Dynamical analysis of an asymmetric tri-stable hybrid energy harvesting system driven by colored noise

The piezoelectric–electromagnetic hybrid vibration energy harvester (HVEH) has proven to be a favorable option to overcome the low-power generation issue of individual energy conversion mechanism. Considering the inevitable asymmetry and the ubiquitous ambient noise in engineering, the stochastic dynamics of an asymmetric tri-stable HVEH driven by colored noise is investigated in this paper. Facing such difficult challenges as multiple couplings, strong nonlinearity, multiple attractors, asymmetry and noise in the system, a novel stochastic averaging technique is developed to explore the dynamics. The energy-dependent frequency is first established according to the operation mechanism of the asymmetric triple-well potential function.
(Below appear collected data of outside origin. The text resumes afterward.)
use serde::{Deserialize, Serialize};

/// What a vehicle burns: liquid fuel, or grid electricity.
#[derive(Debug, Clone, Copy, PartialEq, Eq, Hash, Serialize, Deserialize)]
#[serde(rename_all = "lowercase")]
pub enum EnergyMode {
    Fuel,
    Electric,
}

/// Every vehicle/vessel class the model was trained on.
#[derive(Debug, Clone, Copy, PartialEq, Eq, Hash, Serialize, Deserialize)]
#[serde(rename_all = "snake_case")]
pub enum VehicleClass {
    Car,
    Van,
    Bike,
    Ev,
    CargoShip,
    Tanker,
    Ferry,
}

impl VehicleClass {
    pub const ALL: [VehicleClass; 7] = [
        VehicleClass::Car,
        VehicleClass::Van,
        VehicleClass::Bike,
        VehicleClass::Ev,
        VehicleClass::CargoShip,
        VehicleClass::Tanker,
        VehicleClass::Ferry,
    ];

    pub fn as_str(&self) -> &'static str {
        match self {
            VehicleClass::Car => "car",
            VehicleClass::Van => "van",
            VehicleClass::Bike => "bike",
            VehicleClass::Ev => "ev",
            VehicleClass::CargoShip => "cargo_ship",
            VehicleClass::Tanker => "tanker",
            VehicleClass::Ferry => "ferry",
        }
    }

    /// Resolve a caller-supplied identifier. Unknown identifiers become `Car`.
    pub fn from_id(id: &str) -> Self {
        Self::ALL
            .into_iter()
            .find(|c| c.as_str() == id)
            .unwrap_or(VehicleClass::Car)
    }

    /// Ocean-going vessels get route-style post-scaling.
    pub fn is_marine(&self) -> bool {
        matches!(
            self,
            VehicleClass::CargoShip | VehicleClass::Tanker | VehicleClass::Ferry
        )
    }

    fn index(&self) -> usize {
        *self as usize
    }
}

impl std::fmt::Display for VehicleClass {
    fn fmt(&self, f: &mut std::fmt::Formatter<'_>) -> std::fmt::Result {
        f.write_str(self.as_str())
    }
}

/// Static physical characteristics of a vehicle class.
#[derive(Debug, Clone, Copy, PartialEq, Serialize, Deserialize)]
pub struct VehicleProfile {
    /// Mass fed to the model in place of the caller's weight
    pub reference_weight_kg: f64,
    /// Ordinal size/inefficiency proxy; multiplies CO2 and (above 2.0) fuel
    pub co2_factor: f64,
    pub energy_mode: EnergyMode,
}

/// A profile together with the class it was resolved to.
#[derive(Debug, Clone, Copy, PartialEq)]
pub struct ResolvedVehicle {
    pub class: VehicleClass,
    pub profile: VehicleProfile,
}

/// Read-only table of vehicle profiles, built once and shared by the
/// trainer and the service so both agree on weights and factors.
#[derive(Debug, Clone)]
pub struct ProfileRegistry {
    profiles: [VehicleProfile; 7],
}

impl ProfileRegistry {
    pub fn builtin() -> Self {
        let fuel = |reference_weight_kg, co2_factor| VehicleProfile {
            reference_weight_kg,
            co2_factor,
            energy_mode: EnergyMode::Fuel,
        };
        Self {
            // order follows VehicleClass::ALL
            profiles: [
                fuel(1200.0, 1.0),
                fuel(2500.0, 1.4),
                fuel(200.0, 0.2),
                VehicleProfile {
                    reference_weight_kg: 1800.0,
                    co2_factor: 0.0,
                    energy_mode: EnergyMode::Electric,
                },
                fuel(500_000.0, 8.0),
                fuel(700_000.0, 10.0),
                fuel(100_000.0, 5.0),
            ],
        }
    }

    pub fn get(&self, class: VehicleClass) -> &VehicleProfile {
        &self.profiles[class.index()]
    }

    /// Never fails: unknown identifiers resolve to the car profile.
    pub fn lookup(&self, vehicle_id: &str) -> ResolvedVehicle {
        let class = VehicleClass::from_id(vehicle_id);
        ResolvedVehicle {
            class,
            profile: *self.get(class),
        }
    }

    pub fn iter(&self) -> impl Iterator<Item = (VehicleClass, &VehicleProfile)> + '_ {
        VehicleClass::ALL.into_iter().map(move |c| (c, self.get(c)))
    }
}

impl Default for ProfileRegistry {
    fn default() -> Self {
        Self::builtin()
    }
}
Then, the stochastic averaging is extended to obtain the analytical expressions of the stationary probability density, the mean-square voltage, the mean-square current and the mean output power. Finally, the influences of the asymmetric parameter and colored noise on the steady-state response, the mean output power and the stochastic resonance are mainly analyzed. Results show that the energy harvesting performance can be effectively enhanced by reducing asymmetry and correlation time, adopting hybrid design and choosing appropriate electromechanical coupling coefficient and time constants ratio. The developed stochastic averaging technique is well validated by Monte Carlo numerical simulation.